- _SOURCE DATA_
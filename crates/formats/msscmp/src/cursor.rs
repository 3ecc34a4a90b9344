//! Byte-level access to a container image.
//!
//! [`Cursor`] is the only reader in the crate; everything above it parses
//! through these methods, so the offset bookkeeping and endianness handling
//! live in exactly one place. [`Writer`] is its counterpart for assembling
//! images, used by the test suite to build synthetic banks.

use crate::error::{Error, Result};

/// Byte order of a container, selected once by the signature sniff.
#[derive(Debug, Clone, Copy, PartialEq, Eq)]
pub enum ByteOrder {
    /// `BANK` signature.
    Big,
    /// `KNAB` signature, the same magic as stored by a little-endian packer.
    Little,
}

impl ByteOrder {
    fn u32_from(self, bytes: [u8; 4]) -> u32 {
        match self {
            ByteOrder::Big => u32::from_be_bytes(bytes),
            ByteOrder::Little => u32::from_le_bytes(bytes),
        }
    }

    fn u32_to(self, value: u32) -> [u8; 4] {
        match self {
            ByteOrder::Big => value.to_be_bytes(),
            ByteOrder::Little => value.to_le_bytes(),
        }
    }
}

/// Endianness-aware reader over an in-memory container.
///
/// Holds the one piece of mutable decode state: the current position. The
/// byte order is fixed at construction and applies to every multi-byte
/// read. Out-of-band lookups go through [`Cursor::read_at`], which saves
/// and unconditionally restores the position, so a table scan can chase
/// string and record offsets without losing its place in the table.
pub struct Cursor<'a> {
    data: &'a [u8],
    pos: usize,
    order: ByteOrder,
}

impl<'a> Cursor<'a> {
    pub fn new(data: &'a [u8], order: ByteOrder) -> Self {
        Self { data, pos: 0, order }
    }

    /// Current absolute position.
    pub fn position(&self) -> usize {
        self.pos
    }

    /// Move to an absolute position. Seeking past the end is allowed; the
    /// next read there fails with [`Error::Truncated`].
    pub fn seek(&mut self, pos: usize) {
        self.pos = pos;
    }

    /// Bytes left between the position and the end of the data.
    pub fn remaining(&self) -> usize {
        self.data.len().saturating_sub(self.pos)
    }

    pub fn byte_order(&self) -> ByteOrder {
        self.order
    }

    /// Read `n` raw bytes, advancing the position. A zero-length read
    /// succeeds wherever the position points, even past the end; shipped
    /// banks contain zero-size sources whose recovered offset lies beyond
    /// the image.
    pub fn read_bytes(&mut self, n: usize) -> Result<&'a [u8]> {
        if n == 0 {
            return Ok(&[]);
        }
        match self.data.get(self.pos..self.pos.saturating_add(n)) {
            Some(bytes) => {
                self.pos += n;
                Ok(bytes)
            }
            None => Err(Error::Truncated {
                offset: self.pos,
                wanted: n,
                available: self.remaining(),
            }),
        }
    }

    /// Read one word in the container's byte order.
    pub fn read_u32(&mut self) -> Result<u32> {
        let bytes = self.read_bytes(4)?;
        Ok(self.order.u32_from([bytes[0], bytes[1], bytes[2], bytes[3]]))
    }

    /// Read `n` consecutive words.
    pub fn read_u32s(&mut self, n: usize) -> Result<Vec<u32>> {
        let mut values = Vec::with_capacity(n);
        for _ in 0..n {
            values.push(self.read_u32()?);
        }
        Ok(values)
    }

    /// Read one IEEE-754 single in the container's byte order.
    pub fn read_f32(&mut self) -> Result<f32> {
        Ok(f32::from_bits(self.read_u32()?))
    }

    /// Run `f` with the position moved to `offset`, then restore the prior
    /// position, also when `f` fails. Every out-of-band lookup (strings,
    /// source records, payload ranges) goes through here; nothing else
    /// moves the position behind a scan's back.
    pub fn read_at<T>(
        &mut self,
        offset: usize,
        f: impl FnOnce(&mut Self) -> Result<T>,
    ) -> Result<T> {
        let saved = self.pos;
        self.pos = offset;
        let result = f(self);
        self.pos = saved;
        result
    }

    /// Scoped read of the NUL-terminated string at `offset`, terminator
    /// excluded. The position is unchanged afterwards.
    pub fn read_cstring_at(&mut self, offset: usize) -> Result<String> {
        self.read_at(offset, |c| c.read_cstring())
    }

    /// Read the NUL-terminated string at the current position without
    /// advancing.
    pub fn peek_cstring(&mut self) -> Result<String> {
        self.read_cstring_at(self.pos)
    }

    fn read_cstring(&mut self) -> Result<String> {
        let start = self.pos;
        let tail = self.data.get(start..).unwrap_or(&[]);
        let len = tail
            .iter()
            .position(|&b| b == 0)
            .ok_or(Error::UnterminatedString { offset: start })?;
        let text = std::str::from_utf8(&tail[..len])
            .map_err(|_| Error::StringNotUtf8 { offset: start })?;
        self.pos = start + len + 1;
        Ok(text.to_owned())
    }
}

/// Byte-order-aware builder for container images.
///
/// The format addresses regions by absolute offset, so building an image
/// needs back-patching ([`Writer::patch_u32`]) and zero-fill up to a chosen
/// offset ([`Writer::pad_to`]) besides plain appends. The test suite uses
/// this to assemble synthetic banks; re-encoding real containers is not a
/// goal.
#[derive(Debug)]
pub struct Writer {
    buf: Vec<u8>,
    order: ByteOrder,
}

impl Writer {
    pub fn new(order: ByteOrder) -> Self {
        Self {
            buf: Vec::new(),
            order,
        }
    }

    /// Number of bytes written so far.
    pub fn position(&self) -> usize {
        self.buf.len()
    }

    pub fn byte_order(&self) -> ByteOrder {
        self.order
    }

    pub fn write_bytes(&mut self, bytes: &[u8]) {
        self.buf.extend_from_slice(bytes);
    }

    pub fn write_u32(&mut self, value: u32) {
        self.buf.extend_from_slice(&self.order.u32_to(value));
    }

    pub fn write_f32(&mut self, value: f32) {
        self.write_u32(value.to_bits());
    }

    /// Append the string bytes plus a NUL terminator.
    pub fn write_cstring(&mut self, s: &str) {
        self.buf.extend_from_slice(s.as_bytes());
        self.buf.push(0);
    }

    /// Overwrite a previously written word at `pos`.
    pub fn patch_u32(&mut self, pos: usize, value: u32) {
        self.buf[pos..pos + 4].copy_from_slice(&self.order.u32_to(value));
    }

    /// Zero-fill until the write position reaches `offset`. Panics if
    /// `offset` is behind the current position; layouts are built front to
    /// back.
    pub fn pad_to(&mut self, offset: usize) {
        assert!(
            offset >= self.buf.len(),
            "pad_to({offset:#x}) is behind position {:#x}",
            self.buf.len()
        );
        self.buf.resize(offset, 0);
    }

    pub fn into_bytes(self) -> Vec<u8> {
        self.buf
    }
}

- _WORK INSTRUCTION_
Scan the material above for the word "impl", and copy every line in which it is found.

- _RESULT OF THIS EXERCISE_
impl ByteOrder {
impl<'a> Cursor<'a> {
        f: impl FnOnce(&mut Self) -> Result<T>,
impl Writer {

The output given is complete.